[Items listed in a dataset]
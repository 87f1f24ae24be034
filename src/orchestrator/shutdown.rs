// src/orchestrator/shutdown.rs

//! The exactly-once shutdown latch: stop the database (capturing its error
//! but continuing), bring every endpoint down, return the first non-nil
//! error, preferring the database's.

use tokio::sync::OnceCell;
use tracing::{error, warn};

use super::OrchestratorInner;
use crate::error::KernelResult;

/// Concurrent callers of [`OrchestratorInner::run_shutdown`] all observe the
/// same result — the first caller runs the sequence, everyone else awaits
/// its cached outcome.
pub(crate) struct ShutdownLatch {
    cell: OnceCell<KernelResult<()>>,
}

impl ShutdownLatch {
    pub(crate) fn new() -> Self {
        Self {
            cell: OnceCell::new(),
        }
    }
}

impl OrchestratorInner {
    /// Triggers the shutdown-requested signal immediately (so a concurrently
    /// running `Orchestrator::run` wakes up and calls this itself), then runs
    /// or awaits the one-time shutdown sequence.
    pub(crate) async fn run_shutdown(&self) -> KernelResult<()> {
        self.shutdown_requested.cancel();
        self.shutdown
            .cell
            .get_or_init(|| async { self.shutdown_sequence().await })
            .await
            .clone()
    }

    async fn shutdown_sequence(&self) -> KernelResult<()> {
        let db_result = self.db.stop().await;
        if let Err(e) = &db_result {
            error!("Database stop failed during shutdown: {e}");
        }

        self.endpoints.down(None).await;

        if let Some(watcher) = self.watcher.lock().take() {
            drop(watcher);
        }

        match db_result {
            Err(e) => Err(e),
            Ok(()) => {
                warn!("Shutdown sequence complete");
                Ok(())
            }
        }
    }
}
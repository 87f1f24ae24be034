// src/lib.rs

//! `clusterd-kernel` turns an ordinary single-node service into a member of a
//! symmetric, Raft-replicated cluster.
//!
//! A consuming project supplies a schema for replicated tables, a set of HTTP
//! resource groups it wants mounted, and lifecycle hooks; the kernel supplies
//! bootstrap, join, heartbeat, membership trust, certificate rotation,
//! multi-listener serving, and graceful shutdown. See [`orchestrator::Orchestrator`]
//! for the entry point.

pub mod cert;
pub mod config;
pub mod db;
pub mod endpoint;
pub mod error;
pub mod extension;
pub mod hooks;
pub mod internal_api;
pub mod logging;
pub mod orchestrator;
pub mod os_layout;
pub mod reverter;
pub mod trust;
pub mod watcher;

pub use error::{KernelError, KernelResult};
pub use orchestrator::Orchestrator;
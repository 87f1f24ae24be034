// src/orchestrator/join.rs

//! The join path: bind/swap network TLS → `db.Join` → trust-confirmation
//! sub-protocol → `PreJoin` → upgrade-notification broadcast →
//! `OnNewMember` broadcast → `PostJoin`. See §4.6.

use std::sync::Arc;
use std::sync::atomic::Ordering;

use serde_json::json;
use tracing::{info, warn};

use super::{LifecycleState, LiveHandle, OrchestratorInner, bind_network_endpoints};
use crate::config::PersistedConfig;
use crate::error::{KernelError, KernelResult};
use crate::hooks::InitConfig;
use crate::trust::ClusterClientSet;

pub(super) async fn run_join(
    inner: &Arc<OrchestratorInner>,
    init_config: InitConfig,
    join_addresses: Vec<String>,
) -> KernelResult<()> {
    inner.still_joining.store(true, Ordering::SeqCst);
    let result = run_join_inner(inner, init_config, join_addresses).await;
    inner.still_joining.store(false, Ordering::SeqCst);
    result
}

async fn run_join_inner(
    inner: &Arc<OrchestratorInner>,
    init_config: InitConfig,
    join_addresses: Vec<String>,
) -> KernelResult<()> {
    let handle = LiveHandle::new(inner.clone());
    let name = inner.name.read().clone();
    let port = inner
        .listen_port
        .ok_or_else(|| KernelError::Config("listen port is required to join".into()))?;
    let address = format!("0.0.0.0:{port}");
    *inner.address.write() = address.clone();

    let cluster_cert = inner
        .cert_holder()
        .reload_cluster_cert(&inner.layout.cluster_cert_path(), &inner.layout.cluster_key_path())
        .map_err(|e| {
            KernelError::Config(format!(
                "Cluster certificate must be provisioned before joining: {e:#}"
            ))
        })?;

    bind_network_endpoints(inner, &address, &cluster_cert).await?;

    let extension_names: Vec<String> = inner
        .extensions
        .iter()
        .map(|e| e.as_str().to_string())
        .collect();
    inner
        .db
        .join(
            &extension_names,
            &inner.project,
            &address,
            &join_addresses,
            handle.clone(),
        )
        .await
        .map_err(|e| KernelError::Database(format!("Failed to join database: {e}")))?;

    inner
        .trust_store()
        .refresh()
        .map_err(|e| KernelError::Config(format!("Failed to refresh trust store: {e:#}")))?;

    let server_cert = inner.cert_holder().server_cert();
    let clients = inner
        .trust_store()
        .cluster(&name, false, &server_cert, &cluster_cert.cert_pem)
        .map_err(|e| KernelError::Peer(format!("Failed to build cluster client set: {e:#}")))?;

    confirm_trust(&clients, &name, &address, &server_cert.chain[0]).await?;

    inner
        .hooks
        .pre_join(handle.clone(), init_config.clone())
        .await
        .map_err(|e| KernelError::Hook(format!("PreJoin hook failed: {e}")))?;

    broadcast_upgrade_notification(&clients, inner.db.schema_version().internal).await;
    broadcast_new_member(&clients, &name).await?;

    PersistedConfig {
        name: name.clone(),
        address,
    }
    .save(inner.layout.root())
    .map_err(|e| KernelError::Config(format!("Failed to persist daemon.yaml: {e:#}")))?;

    inner
        .hooks
        .post_join(handle, init_config)
        .await
        .map_err(|e| KernelError::Hook(format!("PostJoin hook failed: {e}")))?;

    *inner.state.write() = LifecycleState::DatabaseReady;
    info!("Join complete");

    inner.finish_to_ready().await
}

/// Iterates peers, sending `AddTrustStoreEntry` to each until one succeeds.
/// All-fail is fatal.
async fn confirm_trust(
    clients: &ClusterClientSet,
    name: &str,
    address: &str,
    certificate: &rustls_pki_types::CertificateDer<'static>,
) -> KernelResult<()> {
    let body = json!({
        "name": name,
        "address": address,
        "certificate": certificate.as_ref(),
    });

    let attempted = clients.len();
    let mut last_error = String::from("no peers available");
    for client in clients.clients() {
        let url = client.url("/1.0/internal/cluster");
        match client.http().post(&url).json(&body).send().await {
            Ok(response) if response.status().is_success() => {
                info!("Trust confirmed by peer '{}'", client.name);
                return Ok(());
            }
            Ok(response) => {
                last_error = format!("{} returned {}", client.name, response.status());
            }
            Err(e) => {
                last_error = format!("{}: {e}", client.name);
            }
        }
    }

    Err(KernelError::TrustConfirmationFailed {
        name: name.to_string(),
        attempted,
        last_error,
    })
}

/// Informational, bounded parallel fan-out. Network/5xx errors are logged
/// and swallowed.
async fn broadcast_upgrade_notification(clients: &ClusterClientSet, dqlite_version: u64) {
    let results = clients
        .query(move |client| async move {
            client
                .http()
                .patch(&client.url("/1.0/internal/database"))
                .header("X-Dqlite-Version", dqlite_version.to_string())
                .send()
                .await
        })
        .await;

    for (peer, result) in results {
        match result {
            Ok(response) if response.status().is_success() => {}
            Ok(response) => {
                warn!("Upgrade notification to '{peer}' returned {} (ignored)", response.status());
            }
            Err(e) => {
                warn!("Upgrade notification to '{peer}' failed (ignored): {e}");
            }
        }
    }
}

/// Bounded parallel fan-out; every peer is contacted regardless of earlier
/// failures. A `503` means the peer is still joining and is ignored; any
/// other error is fatal to the join (the first one encountered is returned).
async fn broadcast_new_member(clients: &ClusterClientSet, name: &str) -> KernelResult<()> {
    let body = json!({ "name": name });
    let results = clients
        .query(move |client| {
            let body = body.clone();
            async move { client.http().post(&client.url("/1.0/internal/hooks/newmember")).json(&body).send().await }
        })
        .await;

    for (peer, result) in results {
        match result {
            Ok(response) if response.status() == reqwest::StatusCode::SERVICE_UNAVAILABLE => {
                info!("Peer '{peer}' still joining; skipped OnNewMember broadcast");
            }
            Ok(response) if response.status().is_success() => {}
            Ok(response) => {
                return Err(KernelError::Peer(format!(
                    "OnNewMember broadcast to '{peer}' returned {}",
                    response.status()
                )));
            }
            Err(e) => {
                return Err(KernelError::Peer(format!("OnNewMember broadcast to '{peer}' failed: {e}")));
            }
        }
    }
    Ok(())
}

> [Problem statement]
Quote exactly the stretch of lines above that starts at the first one and ends at the line with "pub mod db;", and nothing beyond it.

> [Your solution]
repository 87f1f24ae24be034
filename src/orchestrator/shutdown.rs
// src/orchestrator/shutdown.rs

//! The exactly-once shutdown latch: stop the database (capturing its error
//! but continuing), bring every endpoint down, return the first non-nil
//! error, preferring the database's.

use tokio::sync::OnceCell;
use tracing::{error, warn};

use super::OrchestratorInner;
use crate::error::KernelResult;

/// Concurrent callers of [`OrchestratorInner::run_shutdown`] all observe the
/// same result — the first caller runs the sequence, everyone else awaits
/// its cached outcome.
pub(crate) struct ShutdownLatch {
    cell: OnceCell<KernelResult<()>>,
}

impl ShutdownLatch {
    pub(crate) fn new() -> Self {
        Self {
            cell: OnceCell::new(),
        }
    }
}

impl OrchestratorInner {
    /// Triggers the shutdown-requested signal immediately (so a concurrently
    /// running `Orchestrator::run` wakes up and calls this itself), then runs
    /// or awaits the one-time shutdown sequence.
    pub(crate) async fn run_shutdown(&self) -> KernelResult<()> {
        self.shutdown_requested.cancel();
        self.shutdown
            .cell
            .get_or_init(|| async { self.shutdown_sequence().await })
            .await
            .clone()
    }

    async fn shutdown_sequence(&self) -> KernelResult<()> {
        let db_result = self.db.stop().await;
        if let Err(e) = &db_result {
            error!("Database stop failed during shutdown: {e}");
        }

        self.endpoints.down(None).await;

        if let Some(watcher) = self.watcher.lock().take() {
            drop(watcher);
        }

        match db_result {
            Err(e) => Err(e),
            Ok(()) => {
                warn!("Shutdown sequence complete");
                Ok(())
            }
        }
    }
}
repository 87f1f24ae24be034
// src/lib.rs

//! `clusterd-kernel` turns an ordinary single-node service into a member of a
//! symmetric, Raft-replicated cluster.
//!
//! A consuming project supplies a schema for replicated tables, a set of HTTP
//! resource groups it wants mounted, and lifecycle hooks; the kernel supplies
//! bootstrap, join, heartbeat, membership trust, certificate rotation,
//! multi-listener serving, and graceful shutdown. See [`orchestrator::Orchestrator`]
//! for the entry point.

pub mod cert;
pub mod config;
pub mod db;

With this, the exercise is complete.